**Problem details:** The lines to be extracted run from the start of the listing through the line containing "use std::str::FromStr;"; copy them exactly and nothing else.

↓

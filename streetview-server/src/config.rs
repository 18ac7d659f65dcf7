//! Server configuration module
//!
//! Handles loading configuration from environment variables with sensible defaults.

use std::net::{IpAddr, Ipv4Addr, SocketAddr};
use std::path::PathBuf;
use std::str::FromStr;

use streetview_core::{ElasticsearchConfig, RedisConfig, RetryPolicy, StreetViewApiConfig};
use thiserror::Error;
use zeroize::Zeroizing;

#[derive(Debug, Error)]
pub enum ConfigError {
    #[error("missing required environment variable: {0}")]
    MissingVar(&'static str),
}

/// Which key/value store backs the image cache.
#[derive(Debug, Clone, Copy, PartialEq, Eq)]
pub enum CacheStore {
    Redis,
    /// In-process map, for local runs without Redis.
    Memory,
}

impl FromStr for CacheStore {
    type Err = String;

    fn from_str(s: &str) -> Result<Self, Self::Err> {
        match s.trim().to_lowercase().as_str() {
            "redis" => Ok(Self::Redis),
            "memory" => Ok(Self::Memory),
            other => Err(format!("unknown cache store: {other}")),
        }
    }
}

/// Server configuration loaded from environment variables
#[derive(Debug, Clone)]
pub struct Config {
    /// Server host (default: 127.0.0.1)
    pub host: IpAddr,
    /// Server port (default: 4000)
    pub port: u16,
    /// Retry applied to binding the listener (default: 5s x 10)
    pub retry: RetryPolicy,
    /// Deployment environment injected into every log record (default: dev)
    pub env: String,
    /// Local fallback log file
    pub backup_log_file: PathBuf,
    pub cache_store: CacheStore,
    pub redis: RedisConfig,
    pub streetview: StreetViewApiConfig,
    pub elasticsearch: ElasticsearchConfig,
}

impl Default for Config {
    fn default() -> Self {
        Self {
            host: IpAddr::V4(Ipv4Addr::LOCALHOST),
            port: 4000,
            retry: RetryPolicy::from_secs(5, 10),
            env: "dev".to_string(),
            backup_log_file: default_backup_log_file(),
            cache_store: CacheStore::Redis,
            redis: RedisConfig::default(),
            streetview: StreetViewApiConfig::default(),
            elasticsearch: ElasticsearchConfig::default(),
        }
    }
}

fn default_backup_log_file() -> PathBuf {
    std::env::temp_dir().join("streetview_backup.log")
}

/// Parse an optional variable, falling back to `default` when unset or invalid.
fn env_or<T: FromStr>(name: &str, default: T) -> T {
    std::env::var(name)
        .ok()
        .and_then(|v| v.parse().ok())
        .unwrap_or(default)
}

fn retry_from_env(prefix: &str, default: RetryPolicy) -> RetryPolicy {
    RetryPolicy::from_secs(
        env_or(&format!("{prefix}_RETRY_DELAY"), default.delay().as_secs()),
        env_or(&format!("{prefix}_MAX_RETRIES"), default.max_attempts()),
    )
}

impl Config {
    /// Load configuration from environment variables
    pub fn from_env() -> Result<Self, ConfigError> {
        let defaults = Self::default();

        let api_key = std::env::var("STREETVIEW_API_KEY")
            .ok()
            .filter(|key| !key.trim().is_empty())
            .ok_or(ConfigError::MissingVar("STREETVIEW_API_KEY"))?;

        let streetview = StreetViewApiConfig {
            endpoint: env_or("STREETVIEW_API_ENDPOINT", defaults.streetview.endpoint.clone()),
            width: env_or("STREETVIEW_API_IMAGE_WIDTH", defaults.streetview.width),
            height: env_or("STREETVIEW_API_IMAGE_HEIGHT", defaults.streetview.height),
            fov: env_or("STREETVIEW_API_IMAGE_FOV", defaults.streetview.fov),
            api_key: Zeroizing::new(api_key),
            retry: retry_from_env("STREETVIEW_API", defaults.streetview.retry),
        };

        let redis = RedisConfig {
            host: env_or("REDIS_HOST", defaults.redis.host.clone()),
            port: env_or("REDIS_PORT", defaults.redis.port),
            retry: retry_from_env("REDIS", defaults.redis.retry),
        };

        let elasticsearch = ElasticsearchConfig {
            host: env_or("ELASTICSEARCH_HOST", defaults.elasticsearch.host.clone()),
            port: env_or("ELASTICSEARCH_PORT", defaults.elasticsearch.port),
            index: env_or("ELASTICSEARCH_INDEX", defaults.elasticsearch.index.clone()),
            retry: retry_from_env("ELASTICSEARCH", defaults.elasticsearch.retry),
        };

        Ok(Self {
            host: env_or("SERVER_HOST", defaults.host),
            port: env_or("SERVER_PORT", defaults.port),
            retry: retry_from_env("SERVER", defaults.retry),
            env: env_or("APP_ENV", defaults.env),
            backup_log_file: env_or("BACKUP_LOG_FILE", defaults.backup_log_file),
            cache_store: env_or("CACHE_STORE", defaults.cache_store),
            redis,
            streetview,
            elasticsearch,
        })
    }

    /// Get socket address from config
    pub fn socket_addr(&self) -> SocketAddr {
        SocketAddr::new(self.host, self.port)
    }
}
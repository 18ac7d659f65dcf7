//! In-process key/value store. Used for local runs without Redis and as the
//! store double in tests.

use std::collections::HashMap;
use std::sync::atomic::{AtomicBool, AtomicUsize, Ordering};
use std::sync::{Arc, Mutex, PoisonError};
use std::time::{Duration, Instant};

use async_trait::async_trait;

use super::{ConnectionFactory, StoreConnection, StoreError};

#[derive(Debug)]
struct Entry {
    value: Vec<u8>,
    ttl: Duration,
    stored_at: Instant,
}

impl Entry {
    fn is_expired(&self) -> bool {
        self.stored_at.elapsed() >= self.ttl
    }
}

#[derive(Debug)]
struct Shared {
    entries: Mutex<HashMap<String, Entry>>,
    available: AtomicBool,
    creations: AtomicUsize,
}

impl Shared {
    fn check_available(&self) -> Result<(), StoreError> {
        if self.available.load(Ordering::SeqCst) {
            Ok(())
        } else {
            Err(StoreError::Connection("memory store marked unavailable".into()))
        }
    }

    fn entries(&self) -> std::sync::MutexGuard<'_, HashMap<String, Entry>> {
        self.entries.lock().unwrap_or_else(PoisonError::into_inner)
    }
}

/// Hands out connections to one shared map. Every connection sees the same
/// entries, and toggling availability affects all of them.
#[derive(Debug, Clone)]
pub struct MemoryConnectionFactory {
    shared: Arc<Shared>,
}

impl Default for MemoryConnectionFactory {
    fn default() -> Self {
        Self::new()
    }
}

impl MemoryConnectionFactory {
    pub fn new() -> Self {
        Self {
            shared: Arc::new(Shared {
                entries: Mutex::new(HashMap::new()),
                available: AtomicBool::new(true),
                creations: AtomicUsize::new(0),
            }),
        }
    }

    /// Simulate the store going down (or coming back).
    pub fn set_available(&self, available: bool) {
        self.shared.available.store(available, Ordering::SeqCst);
    }

    /// Number of connection attempts so far, failed ones included.
    pub fn creations(&self) -> usize {
        self.shared.creations.load(Ordering::SeqCst)
    }

    /// Write bytes directly, bypassing the repository.
    pub fn insert_raw(&self, key: &str, value: &[u8]) {
        self.shared.entries().insert(
            key.to_string(),
            Entry {
                value: value.to_vec(),
                ttl: super::CACHE_TTL,
                stored_at: Instant::now(),
            },
        );
    }

    pub fn ttl_of(&self, key: &str) -> Option<Duration> {
        self.shared.entries().get(key).map(|entry| entry.ttl)
    }
}

#[async_trait]
impl ConnectionFactory for MemoryConnectionFactory {
    async fn create(&self) -> Result<Arc<dyn StoreConnection>, StoreError> {
        self.shared.creations.fetch_add(1, Ordering::SeqCst);
        self.shared.check_available()?;
        Ok(Arc::new(MemoryConnection {
            shared: Arc::clone(&self.shared),
        }))
    }
}

struct MemoryConnection {
    shared: Arc<Shared>,
}

#[async_trait]
impl StoreConnection for MemoryConnection {
    async fn ping(&self) -> Result<(), StoreError> {
        self.shared.check_available()
    }

    async fn get(&self, key: &str) -> Result<Option<Vec<u8>>, StoreError> {
        self.shared.check_available()?;

        let mut entries = self.shared.entries();
        if entries.get(key).is_some_and(Entry::is_expired) {
            entries.remove(key);
        }
        Ok(entries.get(key).map(|entry| entry.value.clone()))
    }

    async fn set(&self, key: &str, value: &[u8], ttl: Duration) -> Result<(), StoreError> {
        self.shared.check_available()?;

        let mut entries = self.shared.entries();
        entries.retain(|_, entry| !entry.is_expired());
        entries.insert(
            key.to_string(),
            Entry {
                value: value.to_vec(),
                ttl,
                stored_at: Instant::now(),
            },
        );
        Ok(())
    }
}
//! Street View image handler
//!
//! `GET /v1/street-view?latitude=..&longitude=..` with an `x-correlation-id`
//! header. Responds with the raw JPEG bytes or a mapped error.

use axum::{
    extract::{rejection::QueryRejection, Query, State},
    http::{header, HeaderMap},
    response::{IntoResponse, Response},
};
use serde::Deserialize;
use serde_json::json;
use streetview_core::image::EXPECTED_CONTENT_TYPE;
use streetview_core::logging::fields;
use streetview_core::{codes, messages, with_correlation_id, RetrievalError, Severity};
use uuid::Uuid;
use utoipa::IntoParams;

use crate::error::ApiError;
use crate::state::AppState;
use crate::validation::validate_correlation_id;

pub const CORRELATION_ID_HEADER: &str = "x-correlation-id";

#[derive(Debug, Deserialize, IntoParams)]
#[into_params(parameter_in = Query)]
pub struct StreetViewQuery {
    /// Latitude in decimal degrees
    pub latitude: f64,
    /// Longitude in decimal degrees
    pub longitude: f64,
}

/// GET /v1/street-view - Street-level photo for a coordinate pair
///
/// Served from cache when possible; otherwise fetched from the imagery API,
/// validated as JPEG and cached.
#[utoipa::path(
    get,
    path = "/v1/street-view",
    tag = "Street View",
    params(
        StreetViewQuery,
        ("x-correlation-id" = String, Header, description = "Version-4 UUID identifying the request")
    ),
    responses(
        (status = 200, description = "JPEG image", content_type = "image/jpeg", body = Vec<u8>),
        (status = 400, description = "Missing or invalid correlation id, or malformed coordinates"),
        (status = 404, description = "No street view imagery at these coordinates"),
        (status = 500, description = "Unknown error, retry later")
    )
)]
pub async fn street_view_handler(
    State(state): State<AppState>,
    headers: HeaderMap,
    query: Result<Query<StreetViewQuery>, QueryRejection>,
) -> Result<Response, ApiError> {
    let correlation_id = match correlation_id_from(&headers) {
        Ok(id) => id,
        Err(err) => return Err(reject(&state, &err).await),
    };

    let Query(StreetViewQuery {
        latitude,
        longitude,
    }) = query.map_err(|rejection| ApiError::bad_request(rejection.body_text()))?;

    let bytes = with_correlation_id(correlation_id, async {
        state
            .logger
            .record(
                Severity::Info,
                "Request received",
                fields([("latitude", json!(latitude)), ("longitude", json!(longitude))]),
            )
            .await;

        match state.handler.handle(latitude, longitude).await {
            Ok(bytes) => Ok(bytes),
            Err(err) => Err(reject(&state, &err).await),
        }
    })
    .await?;

    Ok(([(header::CONTENT_TYPE, EXPECTED_CONTENT_TYPE)], bytes).into_response())
}

/// An absent header counts as empty; a present one that is not visible ASCII
/// can never be a UUID.
fn correlation_id_from(headers: &HeaderMap) -> Result<Uuid, RetrievalError> {
    match headers.get(CORRELATION_ID_HEADER) {
        None => validate_correlation_id(""),
        Some(value) => match value.to_str() {
            Ok(raw) => validate_correlation_id(raw),
            Err(_) => Err(RetrievalError::user(
                codes::INVALID_CORRELATION_ID,
                messages::INVALID_CORRELATION_ID,
            )),
        },
    }
}

async fn reject(state: &AppState, err: &RetrievalError) -> ApiError {
    ApiError::from(state.mapper.map_to_transport_error(Some(err)).await)
}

↑

**Solution to this problem:**
filename streetview-server/src/config.rs
repository 18ac7d659f65dcf7
//! Server configuration module
//!
//! Handles loading configuration from environment variables with sensible defaults.

use std::net::{IpAddr, Ipv4Addr, SocketAddr};
use std::path::PathBuf;
use std::str::FromStr;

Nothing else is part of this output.